The possession of knowledge does not kill the sense of wonder and mystery. There is always more mystery.” – Anaïs Nin
How is it that this place finds not even a single mention in the largest search engine of the century? What happened here that wishes to stay hidden from prying eyes? What is the story of Panch Kunda Jodhpur?
My mind kept replaying these questions as we sat in our rickshaw. I always do a thorough research on all the places I wish to visit in a new city. This one name featured nowhere on my list. It so happened that our host in our homestay suggested we put this in our itinerary.
I was not convinced one bit. Me: He’s taking us for a ride. Let’s just stick to our list. I know where we are going. Also, it didn’t help when we asked locals in the old blue city about Panch Kunda.
Oh, it’s just khandar. Nobody goes there. Not tourists. Never. There is nothing left there to see. Panch-what? We have never heard of that place before…

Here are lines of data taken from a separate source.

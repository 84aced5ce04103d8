//! # Blob Store
//!
//! Durable, content-addressed storage of file payloads on local disk.
//!
//! ## Layout
//!
//! ```text
//! <root>/
//!   <last two characters of id>/
//!     <id>==<checksum>
//! ```
//!
//! The layout is a persisted-state contract: offline inspectors and garbage
//! collectors may rely on it.
//!
//! ## Versioning
//!
//! Only the most recently saved checksum of an ID is retained. Saving a new
//! version removes every other variant of the same ID; removal failures are
//! logged and retried implicitly by the next cleanup.
//!
//! ## Concurrency
//!
//! The store performs no locking. Concurrent `save`/`delete` calls for the
//! same ID may race; callers that need ordering serialize per ID themselves.

pub mod error;
pub mod store;

pub use error::{BlobError, Result};
pub use store::{BlobStore, Retain};
//! # Google Drive Provider
//!
//! Implements `RemoteDrive` for the Google Drive API v2.
//!
//! ## Overview
//!
//! This module provides:
//! - File metadata lookups (`files.get`), including the `root` alias
//! - Paginated change-feed listing (`changes.list`) by page token or start change ID
//! - Exponential backoff for rate limiting and server errors
//!
//! Authentication is out of scope: the connector is handed a valid OAuth 2.0
//! access token and sends it as a bearer token.

pub mod connector;
pub mod error;
pub mod types;

pub use connector::GoogleDriveConnector;
pub use error::{GoogleDriveError, Result};
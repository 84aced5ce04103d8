//! # Bridge Traits
//!
//! Collaborator contracts that the replica core depends on but does not
//! implement itself.
//!
//! ## Traits
//!
//! - [`RemoteDrive`](remote::RemoteDrive) - Remote file metadata and paginated change feed
//! - [`MetadataStore`](metadata::MetadataStore) - Local tree persistence and change watermark
//! - [`HttpClient`](http::HttpClient) - Transport used by remote providers
//! - [`Clock`](time::Clock) - Time source for deterministic testing
//!
//! ## Error Handling
//!
//! All bridge traits use the [`BridgeError`](error::BridgeError) type.
//! Implementations convert their own failures into it and keep the message
//! actionable (file IDs, HTTP status, paths).
//!
//! ## Thread Safety
//!
//! All bridge traits require `Send + Sync` so that a single implementation can
//! be shared between the sync scheduler and foreground callers.

pub mod error;
pub mod http;
pub mod metadata;
pub mod remote;
pub mod time;

pub use error::BridgeError;

pub use http::{HttpClient, HttpMethod, HttpRequest, HttpResponse, RetryPolicy};
pub use metadata::{MetadataRecord, MetadataStore, ROOT_FOLDER_ID};
pub use remote::{
    Change, ChangePage, ChangePosition, ChangeQuery, NextPage, RemoteDrive, RemoteFile,
    FOLDER_MIME_TYPE,
};
pub use time::{Clock, FixedClock, LogLevel, SystemClock};
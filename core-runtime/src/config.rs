//! # Replica Configuration Module
//!
//! Configuration management for the drive replica.
//!
//! ## Overview
//!
//! The configuration system uses a builder pattern to construct a
//! `ReplicaConfig` holding the injected collaborators and the settings of the
//! blob store and the sync scheduler. It enforces fail-fast validation so that
//! a missing collaborator is reported at startup rather than on the first
//! sync pass.
//!
//! ## Required Dependencies
//!
//! - `RemoteDrive` - Change feed and file metadata of the remote store
//! - `MetadataStore` - Local persistence of the replica tree
//!
//! ## Optional Dependencies
//!
//! - `Clock` - Time source (default: `SystemClock`)
//!
//! ## Usage
//!
//! ```ignore
//! use core_runtime::config::ReplicaConfig;
//! use std::sync::Arc;
//! use std::time::Duration;
//!
//! let config = ReplicaConfig::builder()
//!     .blob_dir("/var/lib/replica/blobs")
//!     .sync_interval(Duration::from_secs(60))
//!     .remote_drive(Arc::new(connector))
//!     .metadata_store(Arc::new(store))
//!     .build()?;
//! ```

use crate::error::{Error, Result};
use bridge_traits::{Clock, MetadataStore, RemoteDrive, SystemClock};
use std::path::PathBuf;
use std::sync::Arc;
use std::time::Duration;

/// Default delay between two scheduled sync passes
pub const DEFAULT_SYNC_INTERVAL: Duration = Duration::from_secs(30);

/// Upper bound accepted for the sync interval
pub const MAX_SYNC_INTERVAL: Duration = Duration::from_secs(24 * 60 * 60);

/// Configuration of a drive replica.
///
/// Use [`ReplicaConfigBuilder`] to construct instances.
#[derive(Clone)]
pub struct ReplicaConfig {
    /// Root directory of the blob store
    pub blob_dir: PathBuf,

    /// Delay between the end of one scheduled pass and the start of the next
    pub sync_interval: Duration,

    /// Run the first scheduled pass as a full resync
    pub force_initial_sync: bool,

    /// Remote change feed (required)
    pub remote_drive: Arc<dyn RemoteDrive>,

    /// Local metadata persistence (required)
    pub metadata_store: Arc<dyn MetadataStore>,

    /// Time source for record timestamps
    pub clock: Arc<dyn Clock>,
}

impl std::fmt::Debug for ReplicaConfig {
    fn fmt(&self, f: &mut std::fmt::Formatter<'_>) -> std::fmt::Result {
        f.debug_struct("ReplicaConfig")
            .field("blob_dir", &self.blob_dir)
            .field("sync_interval", &self.sync_interval)
            .field("force_initial_sync", &self.force_initial_sync)
            .field("remote_drive", &"RemoteDrive { ... }")
            .field("metadata_store", &"MetadataStore { ... }")
            .field("clock", &"Clock { ... }")
            .finish()
    }
}

impl ReplicaConfig {
    /// Creates a new builder for constructing a `ReplicaConfig`.
    pub fn builder() -> ReplicaConfigBuilder {
        ReplicaConfigBuilder::default()
    }

    /// Validates the configuration and returns an error if invalid.
    ///
    /// This checks:
    /// - Blob directory is not empty
    /// - Sync interval is non-zero and at most one day
    pub fn validate(&self) -> Result<()> {
        if self.blob_dir.as_os_str().is_empty() {
            return Err(Error::Config("Blob directory cannot be empty".to_string()));
        }

        if self.sync_interval.is_zero() {
            return Err(Error::Config(
                "Sync interval must be greater than zero".to_string(),
            ));
        }

        if self.sync_interval > MAX_SYNC_INTERVAL {
            return Err(Error::Config(format!(
                "Sync interval exceeds maximum of {} seconds",
                MAX_SYNC_INTERVAL.as_secs()
            )));
        }

        Ok(())
    }
}

fn remote_drive_missing_error() -> Error {
    Error::CapabilityMissing {
        capability: "RemoteDrive".to_string(),
        message: "A RemoteDrive implementation is required to read the change feed. \
                 Desktop: construct provider_google_drive::GoogleDriveConnector with a \
                 bridge_desktop::ReqwestHttpClient and an OAuth access token."
            .to_string(),
    }
}

fn metadata_store_missing_error() -> Error {
    Error::CapabilityMissing {
        capability: "MetadataStore".to_string(),
        message: "A MetadataStore implementation is required to persist the replica tree. \
                 Inject the host's database-backed store, or core_sync::InMemoryMetadataStore \
                 for ephemeral replicas."
            .to_string(),
    }
}

/// Builder for constructing [`ReplicaConfig`] instances.
#[derive(Default)]
pub struct ReplicaConfigBuilder {
    blob_dir: Option<PathBuf>,
    sync_interval: Option<Duration>,
    force_initial_sync: bool,
    remote_drive: Option<Arc<dyn RemoteDrive>>,
    metadata_store: Option<Arc<dyn MetadataStore>>,
    clock: Option<Arc<dyn Clock>>,
}

impl ReplicaConfigBuilder {
    /// Sets the blob store root directory (required).
    pub fn blob_dir<P: Into<PathBuf>>(mut self, path: P) -> Self {
        self.blob_dir = Some(path.into());
        self
    }

    /// Sets the delay between scheduled sync passes.
    ///
    /// Default: 30 seconds
    pub fn sync_interval(mut self, interval: Duration) -> Self {
        self.sync_interval = Some(interval);
        self
    }

    /// Makes the first scheduled pass ignore the persisted cursor.
    ///
    /// Default: false
    pub fn force_initial_sync(mut self, force: bool) -> Self {
        self.force_initial_sync = force;
        self
    }

    /// Sets the remote drive implementation (required).
    pub fn remote_drive(mut self, remote: Arc<dyn RemoteDrive>) -> Self {
        self.remote_drive = Some(remote);
        self
    }

    /// Sets the metadata store implementation (required).
    pub fn metadata_store(mut self, store: Arc<dyn MetadataStore>) -> Self {
        self.metadata_store = Some(store);
        self
    }

    /// Sets the time source.
    pub fn clock(mut self, clock: Arc<dyn Clock>) -> Self {
        self.clock = Some(clock);
        self
    }

    /// Builds the final `ReplicaConfig` instance.
    ///
    /// Returns an error if a required field or collaborator is missing or a
    /// value is out of range.
    pub fn build(self) -> Result<ReplicaConfig> {
        let blob_dir = self.blob_dir.ok_or_else(|| {
            Error::Config("Blob directory is required. Use .blob_dir() to set it.".to_string())
        })?;

        let remote_drive = self.remote_drive.ok_or_else(remote_drive_missing_error)?;
        let metadata_store = self
            .metadata_store
            .ok_or_else(metadata_store_missing_error)?;

        let config = ReplicaConfig {
            blob_dir,
            sync_interval: self.sync_interval.unwrap_or(DEFAULT_SYNC_INTERVAL),
            force_initial_sync: self.force_initial_sync,
            remote_drive,
            metadata_store,
            clock: self.clock.unwrap_or_else(|| Arc::new(SystemClock)),
        };

        config.validate()?;

        Ok(config)
    }
}
//! Error types for Google Drive provider

use bridge_traits::error::BridgeError;
use thiserror::Error;

/// Google Drive provider errors
#[derive(Error, Debug)]
pub enum GoogleDriveError {
    /// Access token rejected
    #[error("Authentication failed: {0}")]
    AuthenticationFailed(String),

    /// API request returned an error
    #[error("Google Drive API error (status {status_code}): {message}")]
    ApiError { status_code: u16, message: String },

    /// File not found
    #[error("File not found: {file_id}")]
    FileNotFound { file_id: String },

    /// Failed to parse API response
    #[error("Failed to parse API response: {0}")]
    ParseError(String),

    /// Transport failure before any response arrived
    #[error("Network error: {0}")]
    NetworkError(String),
}

/// Result type for Google Drive operations
pub type Result<T> = std::result::Result<T, GoogleDriveError>;

impl From<GoogleDriveError> for BridgeError {
    fn from(error: GoogleDriveError) -> Self {
        match error {
            GoogleDriveError::FileNotFound { file_id } => BridgeError::NotFound(file_id),
            other => BridgeError::OperationFailed(other.to_string()),
        }
    }
}
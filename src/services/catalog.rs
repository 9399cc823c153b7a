use std::sync::Arc;

use async_trait::async_trait;
use chrono::NaiveDate;
use rust_decimal::Decimal;

use crate::errors::{AppError, AppResult};
use crate::models::{Season, ServiceDefinition, VehicleType};
use crate::services::pricing::round_money;

#[derive(Debug, Clone, Default)]
pub struct ServiceFilter {
    pub category: Option<String>,
    pub vehicle_type: Option<VehicleType>,
}

/// Read access to the service catalog. The scheduling core never writes to it.
#[async_trait]
pub trait CatalogStore: Send + Sync {
    async fn find_service_by_id(&self, id: &str) -> AppResult<Option<ServiceDefinition>>;
    async fn list_active_services(&self, filter: &ServiceFilter) -> AppResult<Vec<ServiceDefinition>>;
}

#[derive(Clone)]
pub struct Catalog {
    store: Arc<dyn CatalogStore>,
}

impl Catalog {
    pub fn new(store: Arc<dyn CatalogStore>) -> Self {
        Self { store }
    }

    pub async fn get_service(&self, id: &str) -> AppResult<ServiceDefinition> {
        self.store
            .find_service_by_id(id)
            .await?
            .ok_or_else(|| AppError::ServiceNotFound(id.to_string()))
    }

    pub async fn list_active_services(
        &self,
        filter: &ServiceFilter,
    ) -> AppResult<Vec<ServiceDefinition>> {
        let services = self.store.list_active_services(filter).await?;
        Ok(services
            .into_iter()
            .filter(|s| s.active)
            .filter(|s| match &filter.category {
                Some(category) => s.category == *category,
                None => true,
            })
            .filter(|s| match filter.vehicle_type {
                Some(vt) => is_eligible(s, Some(vt)),
                None => true,
            })
            .collect())
    }
}

/// Unit price of `service` for a visit on `date`.
///
/// At most one seasonal factor applies (the first active rule for the season of `date`), then at
/// most one promotion: the largest active discount whose window contains `date`. Promotions never
/// stack. The result is rounded half-up to cents.
pub fn effective_price(service: &ServiceDefinition, date: NaiveDate) -> Decimal {
    let season = Season::of(date);
    let mut price = service.base_price;

    if let Some(rule) = service
        .seasonal_pricing
        .iter()
        .find(|rule| rule.active && rule.season == season)
    {
        price *= rule.factor;
    }

    let best_discount = service
        .promotions
        .iter()
        .filter(|promo| promo.applies_on(date))
        .map(|promo| promo.discount_percent)
        .max();

    if let Some(percent) = best_discount {
        price *= Decimal::ONE - percent / Decimal::ONE_HUNDRED;
    }

    round_money(price.max(Decimal::ZERO))
}

/// An empty vehicle-type list means the service is unrestricted. A booking whose vehicle type is
/// unknown is not rejected.
pub fn is_eligible(service: &ServiceDefinition, vehicle_type: Option<VehicleType>) -> bool {
    match vehicle_type {
        Some(vt) => service.vehicle_types.is_empty() || service.vehicle_types.contains(&vt),
        None => true,
    }
}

Naturally, such comments are disheartening, to put it mildly. It was only after my husband persuaded me to try out this place did we visit it on the last day of our trip in Jodhpur.
It’s 4:15 pm and we have been on the road for about 30 minutes or so. We pass through fields of mining and I am already worried. I am that typical Indian girl who thinks the world is out there to kill me. I keep my thoughts to myself – but in my head, there is internal screaming – if we get dropped in the mining fields, not even Papa can find us here. Will I be shipped off to a different city like in the movie Taken? What will they do to my husband?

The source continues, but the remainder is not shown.